I’ll post the entire letter here, with some thoughts since it’s interesting. Editing is interesting. Here’s the letter:





Hello Pirateaba,

I’m so happy that I was able to work on this project with you! I rarely get to help with a story in such an immediate way. I was very impressed with your writing as well! I’m not sure how you’re able to write so well so quickly! Perhaps a pact with some sort of demon? Of course, I kid!

In the manuscript file you’ll see that I’ve turned on track changes so you can see the tweaks that I’ve made to the text itself. You can just go through my line edits and accept or reject any of my changes as you see fit. Because this chapter comes later in the story, you’ve solidified your voice and style. You might very well decide that you don’t like my suggested changes because it doesn’t fit your style, which is totally fine! My edits are merely suggestions.

Now, a little bit about how I go about editing a book: the way I think of it, I play your first and “dumbest” reader and I will point out areas that might trip up others. Of course, I’m at a disadvantage with prior knowledge compared to most of your readers, who have read all of your previous work. I read a few chapters scattered throughout The Wandering Inn including early stuff and late stuff, and researched characters online. In some instances, you might feel like the average reader will know stuff so you won’t need to tweak the chapter to answer those questions in the text.

I’ll also show you what I wanted at particular times as a reader. This might take the form of a question in the comments. That way, you can just make any changes in the manuscript that you think will help answer that for future readers.

Many of the comments will tell you my reactions at that point in the manuscript, and they are just there so you get a sense of a reader’s response. Though, you are already very lucky in that your fanbase is so invested and interactive. So few authors get that immediate reaction and discussion to their work!

Of course, some of my edits or suggestions on how to improve the story, might not be what you want to do. Instead, you can take my suggestion, and find another way to revise it that you prefer.


Now, time for my notes!



First off, this was an excellent choice of chapter to bring a new editor in! Because Erin is starting from a new place, it made it easier for me to get into the story as well. Nicely done!

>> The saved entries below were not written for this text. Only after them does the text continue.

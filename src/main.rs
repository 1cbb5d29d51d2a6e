use healbox::cli::commands::{CliArgs, Commands};
use healbox::cli::handlers::{handle_classify, handle_health, handle_run, handle_worker};
use healbox::util::logging::{init_logging, parse_level, LoggingConfig};
use healbox::VERSION;

use clap::Parser;
use std::env;
use tracing::{debug, Level};

#[tokio::main]
async fn main() {
    let _ = dotenvy::dotenv();
    let args = CliArgs::parse();
    init_logging_from_args(&args);

    debug!("healbox v{} starting", VERSION);
    debug!("Arguments: {:?}", args);

    let exit_code = match &args.command {
        Commands::Run(run_args) => handle_run(run_args).await,
        Commands::Worker(worker_args) => handle_worker(worker_args).await,
        Commands::Classify(classify_args) => handle_classify(classify_args).await,
        Commands::Health(health_args) => handle_health(health_args).await,
    };

    std::process::exit(exit_code);
}

fn init_logging_from_args(args: &CliArgs) {
    let level = if let Some(level_str) = &args.log_level {
        parse_level(level_str)
    } else if args.verbose {
        Level::DEBUG
    } else if args.quiet {
        Level::ERROR
    } else {
        parse_level(&env::var("HEALBOX_LOG_LEVEL").unwrap_or_else(|_| "info".to_string()))
    };

    let use_json = args.log_json
        || env::var("HEALBOX_LOG_JSON")
            .ok()
            .and_then(|v| v.parse::<bool>().ok())
            .unwrap_or(false);

    init_logging(LoggingConfig::with_level(level).json(use_json));
}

As a rule of thumb, I recommend people not staring a book, chapter or scene with someone waking up. Starting in media res (in the middle of a scene) tends to work better in getting things started quickly. However, it might work in this instance!

Does Erin literally wake up for the first time in the beginning of the chapter? If so, it would be the reader immediately picking up right where she left off. However, it seems like she might’ve been awake in that world for a few months before this. If this is the case, it might be more impactful to start off with something happening instead of her waking up. Perhaps you could start with her mother trying to get her to go to work?

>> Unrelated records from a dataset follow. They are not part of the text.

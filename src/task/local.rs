use async_trait::async_trait;
use std::collections::VecDeque;
use std::path::PathBuf;
use std::sync::Mutex;
use tracing::info;

use super::{ReportError, Reporter, Task, TaskSource, TaskSourceError};
use crate::pipeline::PipelineResult;

/// Fixed list of tasks, handed out once each
#[derive(Debug, Default)]
pub struct LocalTaskSource {
    tasks: Mutex<VecDeque<Task>>,
}

impl LocalTaskSource {
    pub fn new(tasks: Vec<Task>) -> Self {
        Self {
            tasks: Mutex::new(tasks.into()),
        }
    }

    /// One task per directory, named after the directory
    pub fn from_dirs(dirs: impl IntoIterator<Item = PathBuf>) -> Self {
        let tasks = dirs
            .into_iter()
            .map(|dir| {
                let name = dir
                    .file_name()
                    .map(|n| n.to_string_lossy().to_string())
                    .unwrap_or_else(|| "project".to_string());
                Task::local(name, dir)
            })
            .collect();
        Self::new(tasks)
    }

    pub fn remaining(&self) -> usize {
        self.tasks.lock().map(|q| q.len()).unwrap_or(0)
    }
}

#[async_trait]
impl TaskSource for LocalTaskSource {
    async fn next(&self) -> Result<Option<Task>, TaskSourceError> {
        let mut tasks = self
            .tasks
            .lock()
            .map_err(|_| TaskSourceError::Configuration("task queue poisoned".to_string()))?;
        Ok(tasks.pop_front())
    }

    fn name(&self) -> &str {
        "local"
    }
}

/// Prints each result as one JSON line on stdout
#[derive(Debug, Default, Clone, Copy)]
pub struct StdoutReporter;

#[async_trait]
impl Reporter for StdoutReporter {
    async fn submit(&self, _task: &Task, result: &PipelineResult) -> Result<(), ReportError> {
        println!("{}", serde_json::to_string(result)?);
        Ok(())
    }
}

/// Writes `<task id>.json` per result into a directory
#[derive(Debug, Clone)]
pub struct DirReporter {
    dir: PathBuf,
}

impl DirReporter {
    pub fn new(dir: impl Into<PathBuf>) -> Self {
        Self { dir: dir.into() }
    }
}

#[async_trait]
impl Reporter for DirReporter {
    async fn submit(&self, task: &Task, result: &PipelineResult) -> Result<(), ReportError> {
        tokio::fs::create_dir_all(&self.dir).await?;
        let file_name: String = task
            .id
            .chars()
            .map(|c| if c.is_ascii_alphanumeric() || c == '-' || c == '_' { c } else { '_' })
            .collect();
        let path = self.dir.join(format!("{}.json", file_name));
        tokio::fs::write(&path, serde_json::to_vec_pretty(result)?).await?;
        info!(task = %task.id, path = %path.display(), "Wrote result");
        Ok(())
    }
}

At the beginning of this chapter, readers will have emotions about seeing Erin again. It seems like it has been a while, and she was “dead”! Dig into her emotions and reactions to things! What is her emotional reaction to not remembering things and then getting glimpses? Does she just brush it off or does her realization of the situation freak her out? This is such a weird situation for her to be in. Showing more of her reactions to things will make it easier for the reader to experience these things along with her.


Once we moved onto a different reset, it wasn’t clear to me if she remembered the other resets. When she realizes things are fake, does she suddenly remember the other resets?




I love how dialogue heavy your writing is! Personally that is what I gravitate to as well, and I think that is one of the reasons why your readers love this story so much. Dialogue really makes characters feel authentic, and you are particularly good at it.

However, I did notice that you don’t really use dialogue tags. Dialogue tags are the things that attribute the speech to a certain character, like “she said’. This might be a result of the way that you write in your head, or it could be a strong writing preference.

I would recommend putting some more dialogue tags in, particularly in scenes where multiple people are talking. However, if you don’t like dialogue tags, there are other ways to help the reader parse the dialogue and picture who is speaking.

For instance, you can include actions or descriptors of the speaker in the same paragraph as the dialogue. For instance, a paragraph could read:


Kasigna’s face turned wrathful. “He has no authority here. You would choose him over me? There is no choice here. Enough.”


Doing this gives description while also letting the reader know who the focus of that paragraph is, and who is speaking.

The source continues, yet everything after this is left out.